Problem to solve ::
What this exercise requires is a verbatim reproduction of the data below.

Saved entries ::
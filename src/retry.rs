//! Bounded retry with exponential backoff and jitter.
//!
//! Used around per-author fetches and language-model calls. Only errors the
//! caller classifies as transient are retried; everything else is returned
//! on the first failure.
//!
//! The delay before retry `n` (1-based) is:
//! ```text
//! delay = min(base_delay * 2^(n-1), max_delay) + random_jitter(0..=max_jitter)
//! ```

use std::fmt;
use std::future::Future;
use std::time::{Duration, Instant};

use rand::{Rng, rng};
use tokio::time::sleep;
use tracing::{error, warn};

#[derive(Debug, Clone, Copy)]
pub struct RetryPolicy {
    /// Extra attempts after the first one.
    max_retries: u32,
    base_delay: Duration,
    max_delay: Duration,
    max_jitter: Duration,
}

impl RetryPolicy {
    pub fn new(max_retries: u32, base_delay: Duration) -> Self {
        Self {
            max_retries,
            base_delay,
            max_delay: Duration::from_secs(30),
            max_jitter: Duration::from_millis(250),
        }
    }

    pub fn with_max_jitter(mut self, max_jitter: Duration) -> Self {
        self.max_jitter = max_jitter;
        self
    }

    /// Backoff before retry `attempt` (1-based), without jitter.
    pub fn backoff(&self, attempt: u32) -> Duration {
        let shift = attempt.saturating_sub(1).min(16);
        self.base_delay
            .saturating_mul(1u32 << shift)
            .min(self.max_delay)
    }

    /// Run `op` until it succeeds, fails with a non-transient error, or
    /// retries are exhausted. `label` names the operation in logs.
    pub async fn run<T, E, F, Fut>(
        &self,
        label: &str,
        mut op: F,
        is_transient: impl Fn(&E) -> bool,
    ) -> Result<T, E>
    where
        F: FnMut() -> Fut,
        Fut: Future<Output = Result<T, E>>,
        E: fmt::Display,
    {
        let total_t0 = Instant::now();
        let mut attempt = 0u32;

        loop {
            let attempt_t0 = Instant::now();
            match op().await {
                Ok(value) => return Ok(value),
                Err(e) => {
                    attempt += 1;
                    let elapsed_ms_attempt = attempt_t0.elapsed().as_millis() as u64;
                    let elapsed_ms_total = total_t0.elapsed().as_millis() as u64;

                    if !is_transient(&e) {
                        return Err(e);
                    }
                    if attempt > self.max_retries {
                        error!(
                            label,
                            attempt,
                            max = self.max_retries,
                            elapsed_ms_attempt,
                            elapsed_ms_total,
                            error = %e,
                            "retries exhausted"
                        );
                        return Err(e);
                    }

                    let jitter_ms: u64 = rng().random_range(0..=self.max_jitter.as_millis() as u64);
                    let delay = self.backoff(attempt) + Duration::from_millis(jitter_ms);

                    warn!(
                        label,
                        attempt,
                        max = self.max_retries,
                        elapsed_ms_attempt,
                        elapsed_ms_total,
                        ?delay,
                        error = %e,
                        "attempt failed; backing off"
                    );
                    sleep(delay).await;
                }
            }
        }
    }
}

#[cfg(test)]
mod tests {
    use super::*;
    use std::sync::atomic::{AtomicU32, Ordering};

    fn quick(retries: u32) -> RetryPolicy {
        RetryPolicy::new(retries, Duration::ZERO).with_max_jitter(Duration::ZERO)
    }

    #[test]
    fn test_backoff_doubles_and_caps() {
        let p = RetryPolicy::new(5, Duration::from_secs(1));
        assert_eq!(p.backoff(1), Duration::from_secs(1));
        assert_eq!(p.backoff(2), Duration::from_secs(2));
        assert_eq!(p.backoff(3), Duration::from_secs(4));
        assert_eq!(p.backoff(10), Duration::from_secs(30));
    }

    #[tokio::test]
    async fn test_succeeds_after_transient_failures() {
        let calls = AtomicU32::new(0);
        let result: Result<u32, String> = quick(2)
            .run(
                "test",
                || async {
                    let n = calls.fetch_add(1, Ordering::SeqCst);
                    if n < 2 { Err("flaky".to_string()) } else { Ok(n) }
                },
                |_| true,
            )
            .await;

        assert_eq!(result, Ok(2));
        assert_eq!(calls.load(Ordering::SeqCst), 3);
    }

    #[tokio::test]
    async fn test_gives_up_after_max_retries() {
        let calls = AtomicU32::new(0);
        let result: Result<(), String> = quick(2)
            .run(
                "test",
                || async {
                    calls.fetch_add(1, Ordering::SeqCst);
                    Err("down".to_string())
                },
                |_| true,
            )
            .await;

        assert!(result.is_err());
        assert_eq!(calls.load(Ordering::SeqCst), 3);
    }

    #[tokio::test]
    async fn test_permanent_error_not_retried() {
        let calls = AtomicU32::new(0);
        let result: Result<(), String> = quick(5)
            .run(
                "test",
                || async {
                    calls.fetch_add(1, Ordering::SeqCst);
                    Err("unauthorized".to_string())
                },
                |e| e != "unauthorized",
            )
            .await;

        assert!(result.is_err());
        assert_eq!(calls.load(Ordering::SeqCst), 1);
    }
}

Completed exercise ::
filename src/retry.rs
//! Bounded retry with exponential backoff and jitter.
//!
//! Used around per-author fetches and language-model calls. Only errors the
//! caller classifies as transient are retried; everything else is returned
//! on the first failure.
//!
//! The delay before retry `n` (1-based) is:
//! ```text
//! delay = min(base_delay * 2^(n-1), max_delay) + random_jitter(0..=max_jitter)
//! ```

use std::fmt;
use std::future::Future;
use std::time::{Duration, Instant};

use rand::{Rng, rng};
use tokio::time::sleep;
use tracing::{error, warn};

#[derive(Debug, Clone, Copy)]
pub struct RetryPolicy {
    /// Extra attempts after the first one.
    max_retries: u32,
    base_delay: Duration,
    max_delay: Duration,
    max_jitter: Duration,
}

impl RetryPolicy {
    pub fn new(max_retries: u32, base_delay: Duration) -> Self {
        Self {
            max_retries,
            base_delay,
            max_delay: Duration::from_secs(30),
            max_jitter: Duration::from_millis(250),
        }
    }

    pub fn with_max_jitter(mut self, max_jitter: Duration) -> Self {
        self.max_jitter = max_jitter;
        self
    }

    /// Backoff before retry `attempt` (1-based), without jitter.
    pub fn backoff(&self, attempt: u32) -> Duration {
        let shift = attempt.saturating_sub(1).min(16);
        self.base_delay
            .saturating_mul(1u32 << shift)
            .min(self.max_delay)
    }

    /// Run `op` until it succeeds, fails with a non-transient error, or
    /// retries are exhausted. `label` names the operation in logs.
    pub async fn run<T, E, F, Fut>(
        &self,
        label: &str,
        mut op: F,
        is_transient: impl Fn(&E) -> bool,
    ) -> Result<T, E>
    where
        F: FnMut() -> Fut,
        Fut: Future<Output = Result<T, E>>,
        E: fmt::Display,
    {
        let total_t0 = Instant::now();
        let mut attempt = 0u32;

        loop {
            let attempt_t0 = Instant::now();
            match op().await {
                Ok(value) => return Ok(value),
                Err(e) => {
                    attempt += 1;
                    let elapsed_ms_attempt = attempt_t0.elapsed().as_millis() as u64;
                    let elapsed_ms_total = total_t0.elapsed().as_millis() as u64;

                    if !is_transient(&e) {
                        return Err(e);
                    }
                    if attempt > self.max_retries {
                        error!(
                            label,
                            attempt,
                            max = self.max_retries,
                            elapsed_ms_attempt,
                            elapsed_ms_total,
                            error = %e,
                            "retries exhausted"
                        );
                        return Err(e);
                    }

                    let jitter_ms: u64 = rng().random_range(0..=self.max_jitter.as_millis() as u64);
                    let delay = self.backoff(attempt) + Duration::from_millis(jitter_ms);

                    warn!(
                        label,
                        attempt,
                        max = self.max_retries,
                        elapsed_ms_attempt,
                        elapsed_ms_total,
                        ?delay,
                        error = %e,
                        "attempt failed; backing off"
                    );
                    sleep(delay).await;
                }
            }
        }
    }
}

#[cfg(test)]
mod tests {
    use super::*;
    use std::sync::atomic::{AtomicU32, Ordering};

    fn quick(retries: u32) -> RetryPolicy {
        RetryPolicy::new(retries, Duration::ZERO).with_max_jitter(Duration::ZERO)
    }

    #[test]
    fn test_backoff_doubles_and_caps() {
        let p = RetryPolicy::new(5, Duration::from_secs(1));
        assert_eq!(p.backoff(1), Duration::from_secs(1));
        assert_eq!(p.backoff(2), Duration::from_secs(2));
        assert_eq!(p.backoff(3), Duration::from_secs(4));
        assert_eq!(p.backoff(10), Duration::from_secs(30));
    }

    #[tokio::test]
    async fn test_succeeds_after_transient_failures() {
        let calls = AtomicU32::new(0);
        let result: Result<u32, String> = quick(2)
            .run(
                "test",
                || async {
                    let n = calls.fetch_add(1, Ordering::SeqCst);
                    if n < 2 { Err("flaky".to_string()) } else { Ok(n) }
                },
                |_| true,
            )
            .await;

        assert_eq!(result, Ok(2));
        assert_eq!(calls.load(Ordering::SeqCst), 3);
    }

    #[tokio::test]
    async fn test_gives_up_after_max_retries() {
        let calls = AtomicU32::new(0);
        let result: Result<(), String> = quick(2)
            .run(
                "test",
                || async {
                    calls.fetch_add(1, Ordering::SeqCst);
                    Err("down".to_string())
                },
                |_| true,
            )
            .await;

        assert!(result.is_err());
        assert_eq!(calls.load(Ordering::SeqCst), 3);
    }

    #[tokio::test]
    async fn test_permanent_error_not_retried() {
        let calls = AtomicU32::new(0);
        let result: Result<(), String> = quick(5)
            .run(
                "test",
                || async {
                    calls.fetch_add(1, Ordering::SeqCst);
                    Err("unauthorized".to_string())
                },
                |e| e != "unauthorized",
            )
            .await;

        assert!(result.is_err());
        assert_eq!(calls.load(Ordering::SeqCst), 1);
    }
}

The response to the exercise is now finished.